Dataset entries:
=== Section Start ===
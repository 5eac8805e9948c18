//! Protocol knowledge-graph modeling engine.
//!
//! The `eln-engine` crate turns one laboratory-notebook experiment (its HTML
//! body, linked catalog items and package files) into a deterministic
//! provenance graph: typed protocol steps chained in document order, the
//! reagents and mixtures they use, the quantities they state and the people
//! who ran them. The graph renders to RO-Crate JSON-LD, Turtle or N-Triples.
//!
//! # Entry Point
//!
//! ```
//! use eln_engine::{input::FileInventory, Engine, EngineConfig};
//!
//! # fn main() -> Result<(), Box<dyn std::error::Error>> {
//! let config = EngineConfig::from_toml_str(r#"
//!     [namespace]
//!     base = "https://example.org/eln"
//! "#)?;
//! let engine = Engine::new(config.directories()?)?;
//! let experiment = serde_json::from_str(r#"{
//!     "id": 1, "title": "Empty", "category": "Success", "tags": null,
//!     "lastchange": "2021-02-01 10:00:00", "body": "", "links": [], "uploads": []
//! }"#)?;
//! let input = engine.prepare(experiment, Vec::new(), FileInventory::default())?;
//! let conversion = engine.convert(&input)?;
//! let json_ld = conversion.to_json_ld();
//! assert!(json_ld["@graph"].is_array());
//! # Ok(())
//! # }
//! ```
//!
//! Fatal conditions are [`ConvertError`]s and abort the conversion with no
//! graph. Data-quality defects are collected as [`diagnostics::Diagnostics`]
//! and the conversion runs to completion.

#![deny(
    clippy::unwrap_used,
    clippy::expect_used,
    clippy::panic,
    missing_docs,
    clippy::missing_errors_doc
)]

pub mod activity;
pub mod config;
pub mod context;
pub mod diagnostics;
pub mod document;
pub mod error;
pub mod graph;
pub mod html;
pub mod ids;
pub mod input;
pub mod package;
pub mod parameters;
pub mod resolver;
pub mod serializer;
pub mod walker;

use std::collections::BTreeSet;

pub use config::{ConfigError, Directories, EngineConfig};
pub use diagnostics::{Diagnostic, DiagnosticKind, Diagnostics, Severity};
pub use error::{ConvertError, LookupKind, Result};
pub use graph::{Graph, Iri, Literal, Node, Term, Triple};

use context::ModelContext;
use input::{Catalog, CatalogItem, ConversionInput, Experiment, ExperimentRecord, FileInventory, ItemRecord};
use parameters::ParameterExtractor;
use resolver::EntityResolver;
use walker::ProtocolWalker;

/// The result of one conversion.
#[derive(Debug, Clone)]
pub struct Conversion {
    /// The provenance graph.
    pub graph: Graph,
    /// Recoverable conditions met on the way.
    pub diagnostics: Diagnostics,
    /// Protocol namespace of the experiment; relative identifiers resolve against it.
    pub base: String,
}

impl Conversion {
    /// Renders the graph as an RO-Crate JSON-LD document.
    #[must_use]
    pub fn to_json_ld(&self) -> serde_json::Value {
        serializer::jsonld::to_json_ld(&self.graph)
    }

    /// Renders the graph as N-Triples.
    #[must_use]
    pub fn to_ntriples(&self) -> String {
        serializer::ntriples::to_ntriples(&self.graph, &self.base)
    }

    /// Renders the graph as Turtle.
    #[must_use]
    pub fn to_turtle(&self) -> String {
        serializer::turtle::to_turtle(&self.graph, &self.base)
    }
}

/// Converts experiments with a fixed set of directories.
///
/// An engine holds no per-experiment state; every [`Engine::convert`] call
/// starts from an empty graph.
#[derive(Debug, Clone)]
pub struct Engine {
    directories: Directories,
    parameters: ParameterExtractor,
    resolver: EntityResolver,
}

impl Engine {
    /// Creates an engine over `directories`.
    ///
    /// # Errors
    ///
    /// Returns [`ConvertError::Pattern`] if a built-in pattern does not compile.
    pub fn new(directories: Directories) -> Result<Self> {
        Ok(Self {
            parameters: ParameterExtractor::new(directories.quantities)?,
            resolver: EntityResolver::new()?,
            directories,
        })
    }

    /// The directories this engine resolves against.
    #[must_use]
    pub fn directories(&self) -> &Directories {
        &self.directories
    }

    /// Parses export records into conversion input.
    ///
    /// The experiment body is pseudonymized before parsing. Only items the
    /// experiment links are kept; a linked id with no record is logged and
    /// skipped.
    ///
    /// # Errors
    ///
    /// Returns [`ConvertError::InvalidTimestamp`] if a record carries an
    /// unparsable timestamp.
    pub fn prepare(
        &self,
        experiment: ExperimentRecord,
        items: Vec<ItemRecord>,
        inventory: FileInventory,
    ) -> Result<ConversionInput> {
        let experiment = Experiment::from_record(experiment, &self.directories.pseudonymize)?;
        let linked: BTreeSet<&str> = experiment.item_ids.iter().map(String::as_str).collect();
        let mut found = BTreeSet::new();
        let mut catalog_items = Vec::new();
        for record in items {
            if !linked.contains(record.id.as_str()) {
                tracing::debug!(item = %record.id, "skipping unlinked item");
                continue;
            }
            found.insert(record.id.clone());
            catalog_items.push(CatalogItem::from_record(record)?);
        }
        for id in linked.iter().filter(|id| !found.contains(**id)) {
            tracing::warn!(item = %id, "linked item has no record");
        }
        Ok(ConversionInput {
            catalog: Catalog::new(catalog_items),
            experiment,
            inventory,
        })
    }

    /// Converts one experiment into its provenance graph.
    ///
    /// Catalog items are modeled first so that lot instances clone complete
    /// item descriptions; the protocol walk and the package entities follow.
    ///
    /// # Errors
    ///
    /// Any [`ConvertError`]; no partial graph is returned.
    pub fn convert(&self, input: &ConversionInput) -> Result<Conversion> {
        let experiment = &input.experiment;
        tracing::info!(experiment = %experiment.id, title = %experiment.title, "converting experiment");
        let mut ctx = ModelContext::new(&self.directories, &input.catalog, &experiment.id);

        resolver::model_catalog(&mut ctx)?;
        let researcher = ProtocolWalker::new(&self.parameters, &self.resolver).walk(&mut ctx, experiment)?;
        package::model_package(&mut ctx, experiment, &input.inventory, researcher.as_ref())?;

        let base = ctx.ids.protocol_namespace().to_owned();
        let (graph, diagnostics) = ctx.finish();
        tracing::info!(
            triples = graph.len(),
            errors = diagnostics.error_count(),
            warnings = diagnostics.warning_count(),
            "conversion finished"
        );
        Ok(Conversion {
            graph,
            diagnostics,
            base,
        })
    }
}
=== Section End ===
### [Your assignment]
Exactly as written, repeat each line from the beginning of the data above to the line containing "document order, the", inclusive.

### [Answer section]
repository 5eac8805e9948c18
//! Protocol knowledge-graph modeling engine.
//!
//! The `eln-engine` crate turns one laboratory-notebook experiment (its HTML
//! body, linked catalog items and package files) into a deterministic
//! provenance graph: typed protocol steps chained in document order, the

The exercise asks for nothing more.